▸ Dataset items
━━━━━━
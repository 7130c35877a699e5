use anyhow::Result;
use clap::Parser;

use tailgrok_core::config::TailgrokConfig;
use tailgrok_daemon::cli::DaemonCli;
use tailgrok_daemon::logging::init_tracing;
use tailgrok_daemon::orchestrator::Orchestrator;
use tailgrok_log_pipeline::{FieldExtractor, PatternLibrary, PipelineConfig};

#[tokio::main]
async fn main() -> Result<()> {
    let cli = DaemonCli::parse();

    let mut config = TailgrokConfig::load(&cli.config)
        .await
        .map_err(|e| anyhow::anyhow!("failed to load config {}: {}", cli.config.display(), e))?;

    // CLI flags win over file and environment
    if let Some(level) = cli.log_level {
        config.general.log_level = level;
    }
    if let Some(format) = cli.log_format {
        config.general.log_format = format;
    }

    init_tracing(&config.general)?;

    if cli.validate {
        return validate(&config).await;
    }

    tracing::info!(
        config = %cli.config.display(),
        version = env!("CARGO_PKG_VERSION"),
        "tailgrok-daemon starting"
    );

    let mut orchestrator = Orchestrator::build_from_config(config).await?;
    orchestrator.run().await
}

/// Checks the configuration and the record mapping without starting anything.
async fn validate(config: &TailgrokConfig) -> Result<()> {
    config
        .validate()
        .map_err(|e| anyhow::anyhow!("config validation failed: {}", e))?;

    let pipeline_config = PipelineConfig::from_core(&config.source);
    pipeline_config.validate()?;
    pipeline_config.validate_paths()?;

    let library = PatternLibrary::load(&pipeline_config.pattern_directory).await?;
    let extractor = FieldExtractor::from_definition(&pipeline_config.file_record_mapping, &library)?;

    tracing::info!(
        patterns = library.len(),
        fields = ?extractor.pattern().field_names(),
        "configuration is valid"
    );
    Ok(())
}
━━━━━━
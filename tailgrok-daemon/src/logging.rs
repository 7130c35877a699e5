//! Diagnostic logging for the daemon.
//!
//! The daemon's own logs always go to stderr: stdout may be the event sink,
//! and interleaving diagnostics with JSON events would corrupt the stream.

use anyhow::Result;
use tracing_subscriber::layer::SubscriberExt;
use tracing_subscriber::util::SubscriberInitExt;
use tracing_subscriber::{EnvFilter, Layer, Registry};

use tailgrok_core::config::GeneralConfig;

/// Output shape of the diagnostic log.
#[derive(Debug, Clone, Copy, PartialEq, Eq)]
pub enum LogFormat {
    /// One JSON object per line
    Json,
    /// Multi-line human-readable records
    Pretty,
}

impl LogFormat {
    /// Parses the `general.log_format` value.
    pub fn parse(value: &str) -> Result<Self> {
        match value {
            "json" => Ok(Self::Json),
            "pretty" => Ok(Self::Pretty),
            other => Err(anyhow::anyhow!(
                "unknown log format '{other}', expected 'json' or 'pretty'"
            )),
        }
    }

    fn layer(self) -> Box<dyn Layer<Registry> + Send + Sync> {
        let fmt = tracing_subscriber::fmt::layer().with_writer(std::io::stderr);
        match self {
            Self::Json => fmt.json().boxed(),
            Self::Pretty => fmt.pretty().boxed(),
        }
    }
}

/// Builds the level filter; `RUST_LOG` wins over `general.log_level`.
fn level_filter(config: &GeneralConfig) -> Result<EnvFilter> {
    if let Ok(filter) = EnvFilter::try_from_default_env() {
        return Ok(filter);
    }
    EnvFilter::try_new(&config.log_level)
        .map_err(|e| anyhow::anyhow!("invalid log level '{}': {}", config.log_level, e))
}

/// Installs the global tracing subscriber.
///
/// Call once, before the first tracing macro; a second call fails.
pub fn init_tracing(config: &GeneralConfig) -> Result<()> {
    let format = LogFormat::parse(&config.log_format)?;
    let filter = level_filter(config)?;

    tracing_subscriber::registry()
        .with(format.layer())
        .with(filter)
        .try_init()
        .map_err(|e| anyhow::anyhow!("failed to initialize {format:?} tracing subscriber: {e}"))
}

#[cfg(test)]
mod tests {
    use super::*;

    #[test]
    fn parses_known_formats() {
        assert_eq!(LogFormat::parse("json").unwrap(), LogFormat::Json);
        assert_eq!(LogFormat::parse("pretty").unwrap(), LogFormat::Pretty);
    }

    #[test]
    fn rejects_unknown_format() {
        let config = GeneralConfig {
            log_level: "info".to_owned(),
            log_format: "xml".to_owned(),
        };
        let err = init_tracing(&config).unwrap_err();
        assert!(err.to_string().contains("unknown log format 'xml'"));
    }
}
━━━━━━
▸ Work request
Gather from the records above every line containing the string "failed".

▸ Exercise solution
        .map_err(|e| anyhow::anyhow!("failed to load config {}: {}", cli.config.display(), e))?;
        .map_err(|e| anyhow::anyhow!("config validation failed: {}", e))?;
        .map_err(|e| anyhow::anyhow!("failed to initialize {format:?} tracing subscriber: {e}"))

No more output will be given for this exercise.